··· Data for review

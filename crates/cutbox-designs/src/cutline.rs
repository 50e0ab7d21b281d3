//! Cutline model
//!
//! A cutline is a path style plus the lattice indices it connects. Designs
//! only pick indices; where the points are is decided by the lattice.

use crate::error::{DesignError, DesignResult};
use cutbox_core::Point;
use serde::{Deserialize, Serialize};

/// Arc direction as seen on screen (y grows downward).
#[derive(Debug, Clone, Copy, PartialEq, Eq, Serialize, Deserialize)]
pub enum Rotation {
    Clockwise,
    CounterClockwise,
}

impl Rotation {
    /// SVG sweep flag for this direction.
    pub fn sweep(&self) -> u8 {
        match self {
            Self::Clockwise => 1,
            Self::CounterClockwise => 0,
        }
    }
}

/// Screen compass direction.
#[derive(Debug, Clone, Copy, PartialEq, Eq, Serialize, Deserialize)]
pub enum Compass {
    North,
    East,
    South,
    West,
}

impl Compass {
    /// Unit step in screen coordinates.
    pub fn delta(&self) -> (i64, i64) {
        match self {
            Self::North => (0, -1),
            Self::East => (1, 0),
            Self::South => (0, 1),
            Self::West => (-1, 0),
        }
    }

    /// The direction a quarter turn clockwise on screen.
    pub fn clockwise(&self) -> Compass {
        match self {
            Self::North => Self::East,
            Self::East => Self::South,
            Self::South => Self::West,
            Self::West => Self::North,
        }
    }

    pub fn counter_clockwise(&self) -> Compass {
        match self {
            Self::North => Self::West,
            Self::East => Self::North,
            Self::South => Self::East,
            Self::West => Self::South,
        }
    }

    fn offset(&self, p: Point, distance: i64) -> Point {
        let (dx, dy) = self.delta();
        p.translate(dx * distance, dy * distance)
    }
}

/// One path segment over the lattice.
#[derive(Debug, Clone, PartialEq, Eq, Serialize, Deserialize)]
pub enum Cutline {
    /// Connected polyline. Without `move_to` the pen continues from the
    /// previous fragment, which must end on the first point.
    Line { points: Vec<usize>, move_to: bool },
    QuarterCircle {
        from: usize,
        to: usize,
        rotation: Rotation,
        move_to: bool,
    },
    HalfCircle {
        from: usize,
        to: usize,
        rotation: Rotation,
        move_to: bool,
    },
    /// Disjoint segments, two indices each.
    Pairs(Vec<usize>),
    /// Finger notch cut into an edge running `along`, indenting `toward`.
    Thumbhole {
        anchor: usize,
        along: Compass,
        toward: Compass,
        small_radius: i64,
        large_radius: i64,
        move_to: bool,
    },
}

impl Cutline {
    pub fn line(points: &[usize]) -> Self {
        Self::Line {
            points: points.to_vec(),
            move_to: true,
        }
    }

    /// Polyline continuing from the current pen position.
    pub fn continue_line(points: &[usize]) -> Self {
        Self::Line {
            points: points.to_vec(),
            move_to: false,
        }
    }

    pub fn quarter(from: usize, to: usize, rotation: Rotation) -> Self {
        Self::QuarterCircle {
            from,
            to,
            rotation,
            move_to: true,
        }
    }

    /// Quarter circle continuing from the current pen position.
    pub fn continue_quarter(from: usize, to: usize, rotation: Rotation) -> Self {
        Self::QuarterCircle {
            from,
            to,
            rotation,
            move_to: false,
        }
    }

    pub fn continue_half(from: usize, to: usize, rotation: Rotation) -> Self {
        Self::HalfCircle {
            from,
            to,
            rotation,
            move_to: false,
        }
    }

    pub fn pairs(points: &[usize]) -> Self {
        Self::Pairs(points.to_vec())
    }

    /// Lattice indices this cutline refers to.
    pub fn indices(&self) -> Vec<usize> {
        match self {
            Self::Line { points, .. } | Self::Pairs(points) => points.clone(),
            Self::QuarterCircle { from, to, .. } | Self::HalfCircle { from, to, .. } => {
                vec![*from, *to]
            }
            Self::Thumbhole { anchor, .. } => vec![*anchor],
        }
    }

    /// Every point the cutline passes through, including the computed
    /// points of a thumbhole notch.
    pub fn resolve(&self, corners: &[Point]) -> DesignResult<Vec<Point>> {
        match self {
            Self::Thumbhole {
                anchor,
                along,
                toward,
                small_radius,
                large_radius,
                ..
            } => {
                let notch = thumbhole_points(
                    point_at(corners, *anchor)?,
                    *along,
                    *toward,
                    *small_radius,
                    *large_radius,
                )?;
                Ok(notch.to_vec())
            }
            other => other
                .indices()
                .into_iter()
                .map(|i| point_at(corners, i))
                .collect(),
        }
    }
}

/// Look up a lattice point.
pub fn point_at(corners: &[Point], index: usize) -> DesignResult<Point> {
    corners
        .get(index)
        .copied()
        .ok_or(DesignError::UnresolvedPoint {
            index,
            len: corners.len(),
        })
}

/// Anchor, inner start, inner end and exit point of a notch.
pub(crate) fn thumbhole_points(
    anchor: Point,
    along: Compass,
    toward: Compass,
    r: i64,
    big_r: i64,
) -> DesignResult<[Point; 4]> {
    if toward != along.clockwise() && toward != along.counter_clockwise() {
        return Err(DesignError::InvalidCutline(format!(
            "thumbhole must indent across its edge, got {:?} along {:?}",
            toward, along
        )));
    }
    let inner_start = toward.offset(along.offset(anchor, r), r);
    let inner_end = along.offset(inner_start, 2 * big_r);
    let exit = along.offset(anchor, 2 * r + 2 * big_r);
    Ok([anchor, inner_start, inner_end, exit])
}

/// A set of cutlines drawn as one path, optionally translated.
#[derive(Debug, Clone, PartialEq, Eq, Serialize, Deserialize)]
pub struct CutGroup {
    pub name: String,
    pub offset: (i64, i64),
    pub cutlines: Vec<Cutline>,
}

impl CutGroup {
    pub fn new(name: impl Into<String>, cutlines: Vec<Cutline>) -> Self {
        Self {
            name: name.into(),
            offset: (0, 0),
            cutlines,
        }
    }

    pub fn with_offset(mut self, dx: i64, dy: i64) -> Self {
        self.offset = (dx, dy);
        self
    }

    /// Points touched by the group, already translated by its offset.
    pub fn placed_points(&self, corners: &[Point]) -> DesignResult<Vec<Point>> {
        let (dx, dy) = self.offset;
        let mut points = Vec::new();
        for cutline in &self.cutlines {
            points.extend(
                cutline
                    .resolve(corners)?
                    .into_iter()
                    .map(|p| p.translate(dx, dy)),
            );
        }
        Ok(points)
    }
}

······

### Exercise instructions
Output an exact copy of each record.

### Solved exercise
filename crates/cutbox-designs/src/cutline.rs
repository 50e0ab7d21b281d3
//! Cutline model
//!
//! A cutline is a path style plus the lattice indices it connects. Designs
//! only pick indices; where the points are is decided by the lattice.

use crate::error::{DesignError, DesignResult};
use cutbox_core::Point;
use serde::{Deserialize, Serialize};

/// Arc direction as seen on screen (y grows downward).
#[derive(Debug, Clone, Copy, PartialEq, Eq, Serialize, Deserialize)]
pub enum Rotation {
    Clockwise,
    CounterClockwise,
}

impl Rotation {
    /// SVG sweep flag for this direction.
    pub fn sweep(&self) -> u8 {
        match self {
            Self::Clockwise => 1,
            Self::CounterClockwise => 0,
        }
    }
}

/// Screen compass direction.
#[derive(Debug, Clone, Copy, PartialEq, Eq, Serialize, Deserialize)]
pub enum Compass {
    North,
    East,
    South,
    West,
}

impl Compass {
    /// Unit step in screen coordinates.
    pub fn delta(&self) -> (i64, i64) {
        match self {
            Self::North => (0, -1),
            Self::East => (1, 0),
            Self::South => (0, 1),
            Self::West => (-1, 0),
        }
    }

    /// The direction a quarter turn clockwise on screen.
    pub fn clockwise(&self) -> Compass {
        match self {
            Self::North => Self::East,
            Self::East => Self::South,
            Self::South => Self::West,
            Self::West => Self::North,
        }
    }

    pub fn counter_clockwise(&self) -> Compass {
        match self {
            Self::North => Self::West,
            Self::East => Self::North,
            Self::South => Self::East,
            Self::West => Self::South,
        }
    }

    fn offset(&self, p: Point, distance: i64) -> Point {
        let (dx, dy) = self.delta();
        p.translate(dx * distance, dy * distance)
    }
}

/// One path segment over the lattice.
#[derive(Debug, Clone, PartialEq, Eq, Serialize, Deserialize)]
pub enum Cutline {
    /// Connected polyline. Without `move_to` the pen continues from the
    /// previous fragment, which must end on the first point.
    Line { points: Vec<usize>, move_to: bool },
    QuarterCircle {
        from: usize,
        to: usize,
        rotation: Rotation,
        move_to: bool,
    },
    HalfCircle {
        from: usize,
        to: usize,
        rotation: Rotation,
        move_to: bool,
    },
    /// Disjoint segments, two indices each.
    Pairs(Vec<usize>),
    /// Finger notch cut into an edge running `along`, indenting `toward`.
    Thumbhole {
        anchor: usize,
        along: Compass,
        toward: Compass,
        small_radius: i64,
        large_radius: i64,
        move_to: bool,
    },
}

impl Cutline {
    pub fn line(points: &[usize]) -> Self {
        Self::Line {
            points: points.to_vec(),
            move_to: true,
        }
    }

    /// Polyline continuing from the current pen position.
    pub fn continue_line(points: &[usize]) -> Self {
        Self::Line {
            points: points.to_vec(),
            move_to: false,
        }
    }

    pub fn quarter(from: usize, to: usize, rotation: Rotation) -> Self {
        Self::QuarterCircle {
            from,
            to,
            rotation,
            move_to: true,
        }
    }

    /// Quarter circle continuing from the current pen position.
    pub fn continue_quarter(from: usize, to: usize, rotation: Rotation) -> Self {
        Self::QuarterCircle {
            from,
            to,
            rotation,
            move_to: false,
        }
    }

    pub fn continue_half(from: usize, to: usize, rotation: Rotation) -> Self {
        Self::HalfCircle {
            from,
            to,
            rotation,
            move_to: false,
        }
    }

    pub fn pairs(points: &[usize]) -> Self {
        Self::Pairs(points.to_vec())
    }

    /// Lattice indices this cutline refers to.
    pub fn indices(&self) -> Vec<usize> {
        match self {
            Self::Line { points, .. } | Self::Pairs(points) => points.clone(),
            Self::QuarterCircle { from, to, .. } | Self::HalfCircle { from, to, .. } => {
                vec![*from, *to]
            }
            Self::Thumbhole { anchor, .. } => vec![*anchor],
        }
    }

    /// Every point the cutline passes through, including the computed
    /// points of a thumbhole notch.
    pub fn resolve(&self, corners: &[Point]) -> DesignResult<Vec<Point>> {
        match self {
            Self::Thumbhole {
                anchor,
                along,
                toward,
                small_radius,
                large_radius,
                ..
            } => {
                let notch = thumbhole_points(
                    point_at(corners, *anchor)?,
                    *along,
                    *toward,
                    *small_radius,
                    *large_radius,
                )?;
                Ok(notch.to_vec())
            }
            other => other
                .indices()
                .into_iter()
                .map(|i| point_at(corners, i))
                .collect(),
        }
    }
}

/// Look up a lattice point.
pub fn point_at(corners: &[Point], index: usize) -> DesignResult<Point> {
    corners
        .get(index)
        .copied()
        .ok_or(DesignError::UnresolvedPoint {
            index,
            len: corners.len(),
        })
}

/// Anchor, inner start, inner end and exit point of a notch.
pub(crate) fn thumbhole_points(
    anchor: Point,
    along: Compass,
    toward: Compass,
    r: i64,
    big_r: i64,
) -> DesignResult<[Point; 4]> {
    if toward != along.clockwise() && toward != along.counter_clockwise() {
        return Err(DesignError::InvalidCutline(format!(
            "thumbhole must indent across its edge, got {:?} along {:?}",
            toward, along
        )));
    }
    let inner_start = toward.offset(along.offset(anchor, r), r);
    let inner_end = along.offset(inner_start, 2 * big_r);
    let exit = along.offset(anchor, 2 * r + 2 * big_r);
    Ok([anchor, inner_start, inner_end, exit])
}

/// A set of cutlines drawn as one path, optionally translated.
#[derive(Debug, Clone, PartialEq, Eq, Serialize, Deserialize)]
pub struct CutGroup {
    pub name: String,
    pub offset: (i64, i64),
    pub cutlines: Vec<Cutline>,
}

impl CutGroup {
    pub fn new(name: impl Into<String>, cutlines: Vec<Cutline>) -> Self {
        Self {
            name: name.into(),
            offset: (0, 0),
            cutlines,
        }
    }

    pub fn with_offset(mut self, dx: i64, dy: i64) -> Self {
        self.offset = (dx, dy);
        self
    }

    /// Points touched by the group, already translated by its offset.
    pub fn placed_points(&self, corners: &[Point]) -> DesignResult<Vec<Point>> {
        let (dx, dy) = self.offset;
        let mut points = Vec::new();
        for cutline in &self.cutlines {
            points.extend(
                cutline
                    .resolve(corners)?
                    .into_iter()
                    .map(|p| p.translate(dx, dy)),
            );
        }
        Ok(points)
    }
}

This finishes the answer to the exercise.